Could you report every line from the entries that includes the word "message"?

| RECORDS FOR THE EXERCISE |
· · · · · · ·

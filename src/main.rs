use clap::{Arg, ArgAction, ArgMatches, Command};
use std::collections::BTreeMap;
use std::error::Error;
use std::path::{Path, PathBuf};
use std::process::ExitCode;

use segrelay::config::Config;
use segrelay::logging::*;
use segrelay::pipeline::Pipeline;
use segrelay::shutdown::{setup_signal_handlers, ShutdownSignal};
use segrelay::types::{CycleOutcome, SegmentState};

///////////////////////
// Utility functions //
///////////////////////

fn cli() -> Command {
	Command::new("segrelay")
		.version(env!("CARGO_PKG_VERSION"))
		.about("Verified, crash-safe replication of recorded audio segments")
		.subcommand_required(true)
		.arg(
			Arg::new("config")
				.short('c')
				.long("config")
				.value_name("FILE")
				.global(true)
				.help("Config file (TOML, or JSON with a .json extension)"),
		)
		.arg(
			Arg::new("dry-run")
				.long("dry-run")
				.action(ArgAction::SetTrue)
				.global(true)
				.help("Log what would be transferred or removed without doing it"),
		)
		.arg(
			Arg::new("log-level")
				.long("log-level")
				.value_name("LEVEL")
				.global(true)
				.help("Default log filter when RUST_LOG is unset"),
		)
		.subcommand(Command::new("run").about("Poll and replicate until SIGINT/SIGTERM"))
		.subcommand(Command::new("once").about("Run a single cycle and exit"))
		.subcommand(Command::new("status").about("Show the ledger state of every segment"))
		.subcommand(
			Command::new("serve-digest")
				.about("Answer digest requests on stdin/stdout (used over ssh)")
				.arg(Arg::new("dir").required(true)),
		)
}

/// `--config`, else `~/.segrelay/config.toml` when present, else defaults
fn load_config(matches: &ArgMatches) -> Result<Config, Box<dyn Error>> {
	let mut config = match matches.get_one::<String>("config") {
		Some(path) => Config::load(Path::new(path))?,
		None => {
			let default_path = Config::default().state_dir.join("config.toml");
			if default_path.exists() {
				Config::load(&default_path)?
			} else {
				Config::default()
			}
		}
	};

	if matches.get_flag("dry-run") {
		config.dry_run = true;
	}
	if let Some(level) = matches.get_one::<String>("log-level") {
		config.log_level = level.clone();
	}
	Ok(config)
}

async fn start(config: Config) -> Result<(Pipeline, segrelay::state::StateLock), Box<dyn Error>> {
	let lock = config.state().lock().await?;
	let pipeline = Pipeline::new(config).await?;
	pipeline.ensure_available().await?;
	Ok((pipeline, lock))
}

async fn dispatch(matches: ArgMatches) -> Result<ExitCode, Box<dyn Error>> {
	let config = load_config(&matches)?;

	match matches.subcommand() {
		Some(("serve-digest", sub)) => {
			// stdout carries the protocol, so only warnings go to stderr by default
			segrelay::logging::init_tracing("warn", None)?;
			let dir = sub.get_one::<String>("dir").ok_or("serve-digest: directory argument required")?;
			segrelay::serve::serve(&PathBuf::from(dir), config.verify.chunk_size)
				.await
				.map_err(|e| e.to_string())?;
			Ok(ExitCode::SUCCESS)
		}
		Some(("status", _)) => {
			segrelay::logging::init_tracing(&config.log_level, config.log_file.as_deref())?;
			let mut pipeline = Pipeline::new(config).await?;
			let mut counts: BTreeMap<SegmentState, usize> = BTreeMap::new();
			for (key, state) in pipeline.status().await? {
				println!("{:<12} {}", state.to_string(), key);
				*counts.entry(state).or_default() += 1;
			}
			let summary: Vec<String> =
				counts.iter().map(|(state, count)| format!("{} {}", count, state)).collect();
			println!("{}", if summary.is_empty() { "no segments".to_string() } else { summary.join(", ") });
			Ok(ExitCode::SUCCESS)
		}
		Some(("once", _)) => {
			segrelay::logging::init_tracing(&config.log_level, config.log_file.as_deref())?;
			let (mut pipeline, _lock) = start(config).await?;
			let report = pipeline.run_cycle().await;
			Ok(match report.outcome {
				CycleOutcome::Completed => ExitCode::SUCCESS,
				_ => ExitCode::FAILURE,
			})
		}
		Some(("run", _)) => {
			segrelay::logging::init_tracing(&config.log_level, config.log_file.as_deref())?;
			let (mut pipeline, _lock) = start(config).await?;
			let shutdown = ShutdownSignal::new();
			setup_signal_handlers(shutdown.clone());
			pipeline.run(&shutdown).await;
			Ok(ExitCode::SUCCESS)
		}
		_ => Err("unknown subcommand".into()),
	}
}

#[tokio::main]
async fn main() -> ExitCode {
	match dispatch(cli().get_matches()).await {
		Ok(code) => code,
		Err(e) => {
			error!("{}", e);
			eprintln!("segrelay: {}", e);
			ExitCode::FAILURE
		}
	}
}

// vim: ts=4
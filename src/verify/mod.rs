//! Integrity Verifier
//!
//! Independently of whatever the transfer primitive reported, every segment
//! in the Sync Ledger is digested on both sides and the verdict appended to
//! the Verification Ledger. A verdict is terminal: `matches` authorizes
//! reclamation, `mismatch` blocks it until an operator intervenes. Segments
//! whose digests cannot be obtained this cycle stay pending.

mod digest;
mod exchange;

pub use digest::{digest_file, digests_equal};
pub use exchange::{
	exchange_from_config, DigestExchange, DigestRequest, DigestResponse, LocalDigestExchange, Peer,
	PeerConnector, RemoteDigestExchange, SshConnector,
};

use std::path::PathBuf;

use crate::config::Config;
use crate::error::RelayError;
use crate::ledger::{SyncLedger, VerificationLedger, VerificationRecord};
use crate::logging::*;
use crate::types::Verdict;

/// What one verification pass did
#[derive(Debug, Clone, Default, PartialEq, Eq)]
pub struct VerifyReport {
	pub verified: Vec<String>,
	pub mismatched: Vec<String>,
	/// Pending segments that could not be digested this pass
	pub deferred: usize,
}

pub struct IntegrityVerifier {
	destination_root: PathBuf,
	chunk_size: usize,
	exchange: Box<dyn DigestExchange>,
	dry_run: bool,
}

impl IntegrityVerifier {
	pub fn new(config: &Config, exchange: Box<dyn DigestExchange>) -> Self {
		IntegrityVerifier {
			destination_root: config.destination_dir.clone(),
			chunk_size: config.verify.chunk_size,
			exchange,
			dry_run: config.dry_run,
		}
	}

	/// Verify every synced segment that has no verdict yet
	///
	/// Returns `Err` only when the Verification Ledger cannot be appended.
	pub async fn verify_pending(
		&mut self,
		synced: &SyncLedger,
		verification: &mut VerificationLedger,
	) -> Result<VerifyReport, RelayError> {
		let pending: Vec<String> =
			synced.keys().filter(|key| !verification.contains(key)).map(str::to_string).collect();
		let mut report = VerifyReport::default();
		if pending.is_empty() {
			debug!("No segments awaiting verification");
			return Ok(report);
		}
		info!("Verifying {} transferred segments", pending.len());

		for key in pending {
			let destination = self.destination_root.join(&key);
			let (destination_digest, source_digest) = futures::join!(
				digest_file(&destination, self.chunk_size),
				self.exchange.source_digest(&key)
			);

			let destination_digest = match destination_digest {
				Ok(digest) => digest,
				Err(e) => {
					warn!("Cannot digest destination copy of {}: {} (retrying next cycle)", key, e);
					report.deferred += 1;
					continue;
				}
			};
			let source_digest = match source_digest {
				Ok(Some(digest)) => digest,
				Ok(None) => {
					warn!("Source copy of {} is missing (retrying next cycle)", key);
					report.deferred += 1;
					continue;
				}
				Err(e) => {
					warn!("Cannot obtain source digest of {}: {} (retrying next cycle)", key, e);
					report.deferred += 1;
					continue;
				}
			};

			let record = VerificationRecord::new(key.clone(), source_digest, destination_digest);
			if self.dry_run {
				info!("[DRY-RUN] {} would be recorded as {}", key, record.verdict);
				continue;
			}

			let verdict = record.verdict;
			verification.append(record).await?;
			match verdict {
				Verdict::Matches => {
					info!("Verification OK for {}", key);
					report.verified.push(key);
				}
				Verdict::Mismatch => {
					error!(
						"Verification FAILED for {}: digests differ, segment will never be reclaimed",
						key
					);
					report.mismatched.push(key);
				}
			}
		}

		Ok(report)
	}
}


// vim: ts=4
//! Precondition Gate
//!
//! A cycle may only transfer or delete when every gated root lives on its own
//! mounted filesystem. An unmounted USB disk leaves an empty directory behind
//! on the root filesystem; writing segments there (or deleting sources after
//! "verifying" against it) is exactly what the gate prevents.
//!
//! A mount boundary is a directory whose device differs from its parent's,
//! or one listed as a mount point by the OS. The filesystem root never
//! counts as a boundary.

use std::io;
use std::os::unix::fs::MetadataExt;
use std::path::{Path, PathBuf};
use std::process::Stdio;
use tokio::process::Command;

use crate::config::{Config, Role};
use crate::error::GateError;
use crate::logging::*;

/// Free space of the filesystem holding a root
#[derive(Debug, Clone, PartialEq, Eq)]
pub struct DiskUsage {
	pub mount_point: PathBuf,
	pub total: u64,
	pub available: u64,
}

/// Outcome of the advisory storage health check
#[derive(Debug, Clone, Copy, PartialEq, Eq)]
pub enum HealthStatus {
	Passed,
	Failed,
	Unavailable,
}

/// What a passed gate observed
#[derive(Debug, Clone, Default, PartialEq, Eq)]
pub struct GateReport {
	/// Labels of roots confirmed on a mount
	pub mounted: Vec<String>,
	pub destination_usage: Option<DiskUsage>,
	pub health: Option<HealthStatus>,
}

/// Mount points reported by the OS
fn mount_points() -> Vec<PathBuf> {
	let disks = sysinfo::Disks::new_with_refreshed_list();
	disks.list().iter().map(|disk| disk.mount_point().to_path_buf()).collect()
}

/// Closest ancestor of `path` (or `path` itself) that exists, canonicalized
fn resolve_existing(path: &Path) -> io::Result<PathBuf> {
	let mut current = path;
	loop {
		match current.canonicalize() {
			Ok(resolved) => return Ok(resolved),
			Err(e) if e.kind() == io::ErrorKind::NotFound => match current.parent() {
				Some(parent) if !parent.as_os_str().is_empty() => current = parent,
				_ => return Err(e),
			},
			Err(e) => return Err(e),
		}
	}
}

fn is_mount_boundary(dir: &Path, mount_points: &[PathBuf]) -> io::Result<bool> {
	if mount_points.iter().any(|mp| mp == dir) {
		return Ok(true);
	}
	let parent = match dir.parent() {
		Some(parent) => parent,
		None => return Ok(false),
	};
	Ok(std::fs::metadata(dir)?.dev() != std::fs::metadata(parent)?.dev())
}

/// Walk upward from `path` looking for a mount boundary below `/`
pub fn has_mount_boundary(path: &Path, mount_points: &[PathBuf]) -> io::Result<bool> {
	let resolved = resolve_existing(path)?;
	let mut current: &Path = &resolved;
	while current.parent().is_some() {
		if is_mount_boundary(current, mount_points)? {
			return Ok(true);
		}
		current = match current.parent() {
			Some(parent) => parent,
			None => break,
		};
	}
	Ok(false)
}

/// Whether `path` is backed by a filesystem mounted somewhere below `/`
pub fn is_path_on_mounted_fs(path: &Path) -> io::Result<bool> {
	has_mount_boundary(path, &mount_points())
}

/// Space on the filesystem whose mount point is the longest prefix of `path`
pub fn disk_usage(path: &Path) -> Option<DiskUsage> {
	let resolved = resolve_existing(path).ok()?;
	let disks = sysinfo::Disks::new_with_refreshed_list();
	disks
		.list()
		.iter()
		.filter(|disk| resolved.starts_with(disk.mount_point()))
		.max_by_key(|disk| disk.mount_point().as_os_str().len())
		.map(|disk| DiskUsage {
			mount_point: disk.mount_point().to_path_buf(),
			total: disk.total_space(),
			available: disk.available_space(),
		})
}

pub struct PreconditionGate {
	roots: Vec<(String, PathBuf)>,
	destination: PathBuf,
	health_device: Option<PathBuf>,
	smartctl_path: String,
}

impl PreconditionGate {
	pub fn new(config: &Config) -> Self {
		let mut roots = Vec::new();
		if config.gates_source() {
			roots.push(("Source".to_string(), config.source_dir.clone()));
		}
		if config.gate.check_destination {
			roots.push(("Destination".to_string(), config.destination_dir.clone()));
		}
		let health_device = match config.role {
			Role::Producer => config.gate.health_device.clone(),
			Role::Relay => None,
		};
		PreconditionGate {
			roots,
			destination: config.destination_dir.clone(),
			health_device,
			smartctl_path: config.gate.smartctl_path.clone(),
		}
	}

	/// Refuse the cycle if any gated root is not on a mount
	pub async fn check(&self) -> Result<GateReport, GateError> {
		let mut report = GateReport::default();

		for (label, root) in &self.roots {
			let path = root.clone();
			let mounted = tokio::task::spawn_blocking(move || is_path_on_mounted_fs(&path))
				.await
				.map_err(|e| io::Error::new(io::ErrorKind::Other, e))
				.and_then(|result| result)
				.map_err(|e| GateError::Unresolvable {
					label: label.clone(),
					path: root.display().to_string(),
					source: e,
				})?;

			if !mounted {
				return Err(GateError::NotMounted {
					label: label.clone(),
					path: root.display().to_string(),
				});
			}
			debug!("{} {} is on a mounted filesystem", label, root.display());
			report.mounted.push(label.clone());
		}

		let destination = self.destination.clone();
		report.destination_usage =
			tokio::task::spawn_blocking(move || disk_usage(&destination)).await.ok().flatten();
		match &report.destination_usage {
			Some(usage) => info!(
				"Destination {} on {}: {} MiB available of {} MiB",
				self.destination.display(),
				usage.mount_point.display(),
				usage.available / (1024 * 1024),
				usage.total / (1024 * 1024)
			),
			None => warn!("Cannot determine disk usage of {}", self.destination.display()),
		}

		if let Some(device) = &self.health_device {
			report.health = Some(self.check_health(device).await);
		}

		Ok(report)
	}

	/// `smartctl -H <device>`; never fails the gate
	async fn check_health(&self, device: &Path) -> HealthStatus {
		info!("Running SMART health check on {}", device.display());
		let output = Command::new(&self.smartctl_path)
			.arg("-H")
			.arg(device)
			.stdin(Stdio::null())
			.output()
			.await;

		match output {
			Ok(output) if output.status.success() => {
				info!("SMART health check output:\n{}", String::from_utf8_lossy(&output.stdout).trim());
				HealthStatus::Passed
			}
			Ok(output) => {
				warn!(
					"SMART check returned {}.\nstdout: {}\nstderr: {}",
					output.status,
					String::from_utf8_lossy(&output.stdout).trim(),
					String::from_utf8_lossy(&output.stderr).trim()
				);
				HealthStatus::Failed
			}
			Err(e) if e.kind() == io::ErrorKind::NotFound => {
				warn!("{} not installed or not found; skipping SMART check", self.smartctl_path);
				HealthStatus::Unavailable
			}
			Err(e) => {
				warn!("Error running {}: {}", self.smartctl_path, e);
				HealthStatus::Unavailable
			}
		}
	}
}


// vim: ts=4
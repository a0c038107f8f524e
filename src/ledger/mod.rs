//! Append-only ledgers
//!
//! A ledger is a newline-delimited text file replayed into an in-memory map at
//! open time. Every durable transition is one append followed by `sync_data`;
//! the map is only updated once the append is on disk. The core never rewrites
//! or compacts a ledger file, so operators can inspect and hand-edit them.
//!
//! A crash mid-append can leave a final line without its newline. Such a torn
//! tail was never committed: it is ignored on load and cut off by the next
//! append. Complete lines are never touched.

mod sync;
mod verification;

pub use sync::{SyncEntry, SyncLedger};
pub use verification::{VerificationLedger, VerificationRecord};

use std::collections::BTreeMap;
use std::path::{Path, PathBuf};
use tokio::fs as afs;
use tokio::io::AsyncWriteExt;

use crate::error::LedgerError;
use crate::logging::*;
use crate::validation::validate_segment_key;

/// One line of a ledger
pub trait LedgerRecord: Clone + Send + Sync {
	/// Segment key the record is about
	fn key(&self) -> &str;

	/// Parse one non-empty line
	fn parse(line: &str) -> Result<Self, String>;

	/// Render as one line, without the trailing newline
	fn render(&self) -> String;
}

/// Durable append-only log of records keyed by segment path
#[derive(Debug)]
pub struct Ledger<R> {
	path: PathBuf,
	records: BTreeMap<String, R>,
	/// Length of the file up to its last complete line
	committed_len: u64,
	torn_tail: bool,
}

impl<R: LedgerRecord> Ledger<R> {
	/// Open a ledger, replaying the file if it exists
	pub async fn open(path: &Path) -> Result<Self, LedgerError> {
		let mut ledger = Ledger {
			path: path.to_path_buf(),
			records: BTreeMap::new(),
			committed_len: 0,
			torn_tail: false,
		};

		let bytes = match afs::read(path).await {
			Ok(bytes) => bytes,
			Err(e) if e.kind() == std::io::ErrorKind::NotFound => {
				debug!("Ledger {} does not exist yet, starting empty", path.display());
				return Ok(ledger);
			}
			Err(e) => {
				return Err(LedgerError::LoadFailed { path: path.display().to_string(), source: e })
			}
		};

		ledger.committed_len = bytes.iter().rposition(|b| *b == b'\n').map(|p| p + 1).unwrap_or(0) as u64;
		let contents = String::from_utf8_lossy(&bytes);
		let mut lines: Vec<&str> = contents.split('\n').collect();

		// split() leaves "" after a trailing newline; anything else is a torn write
		if let Some(last) = lines.pop() {
			if !last.is_empty() {
				warn!(
					"Ledger {} ends with an incomplete line {:?}, ignoring it",
					path.display(),
					last
				);
				ledger.torn_tail = true;
			}
		}

		for (idx, line) in lines.iter().enumerate() {
			let line = line.trim_end_matches('\r');
			if line.trim().is_empty() {
				continue;
			}
			match R::parse(line) {
				Ok(record) => {
					let key = record.key().to_string();
					if ledger.records.contains_key(&key) {
						warn!(
							"Ledger {} line {}: duplicate entry for {}, keeping the first",
							path.display(),
							idx + 1,
							key
						);
						continue;
					}
					ledger.records.insert(key, record);
				}
				Err(reason) => {
					warn!("Ledger {} line {}: skipping malformed line: {}", path.display(), idx + 1, reason);
				}
			}
		}

		debug!("Loaded {} records from {}", ledger.records.len(), path.display());
		Ok(ledger)
	}

	pub fn path(&self) -> &Path {
		&self.path
	}

	pub fn contains(&self, key: &str) -> bool {
		self.records.contains_key(key)
	}

	pub fn get(&self, key: &str) -> Option<&R> {
		self.records.get(key)
	}

	pub fn len(&self) -> usize {
		self.records.len()
	}

	pub fn is_empty(&self) -> bool {
		self.records.is_empty()
	}

	/// Records in key order
	pub fn records(&self) -> impl Iterator<Item = &R> {
		self.records.values()
	}

	/// Durably append one record; returns false if the key is already present
	pub async fn append(&mut self, record: R) -> Result<bool, LedgerError> {
		Ok(self.append_batch(vec![record]).await? == 1)
	}

	/// Durably append several records with a single write
	///
	/// Records whose key is already present (or repeated within the batch) are
	/// dropped. Returns the number of records written.
	pub async fn append_batch(&mut self, records: Vec<R>) -> Result<usize, LedgerError> {
		let mut fresh: Vec<R> = Vec::with_capacity(records.len());
		for record in records {
			validate_segment_key(record.key())
				.map_err(|e| LedgerError::InvalidRecord { message: e.to_string() })?;
			if self.contains(record.key()) || fresh.iter().any(|r| r.key() == record.key()) {
				continue;
			}
			fresh.push(record);
		}
		if fresh.is_empty() {
			return Ok(0);
		}

		let mut buf = String::new();
		for record in &fresh {
			let line = record.render();
			if line.contains('\n') {
				return Err(LedgerError::InvalidRecord {
					message: format!("rendered record for {} spans lines", record.key()),
				});
			}
			buf.push_str(&line);
			buf.push('\n');
		}

		match self.write_durably(buf.as_bytes()).await {
			Ok(len) => {
				self.committed_len = len;
				self.torn_tail = false;
			}
			Err(e) => {
				// Whatever landed is uncommitted and gets cut off next time
				self.torn_tail = true;
				return Err(LedgerError::AppendFailed { path: self.path.display().to_string(), source: e });
			}
		}

		let count = fresh.len();
		for record in fresh {
			self.records.insert(record.key().to_string(), record);
		}
		Ok(count)
	}

	/// Append `data` and sync; returns the new file length
	async fn write_durably(&self, data: &[u8]) -> std::io::Result<u64> {
		if let Some(parent) = self.path.parent() {
			if !parent.as_os_str().is_empty() {
				afs::create_dir_all(parent).await?;
			}
		}
		let mut file = afs::OpenOptions::new().create(true).append(true).open(&self.path).await?;
		if self.torn_tail {
			file.set_len(self.committed_len).await?;
		}
		file.write_all(data).await?;
		file.flush().await?;
		file.sync_data().await?;
		Ok(file.metadata().await?.len())
	}
}


// vim: ts=4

· · · · · · ·

| OUTPUT |
				.map_err(|e| LedgerError::InvalidRecord { message: e.to_string() })?;
					message: format!("rendered record for {} spans lines", record.key()),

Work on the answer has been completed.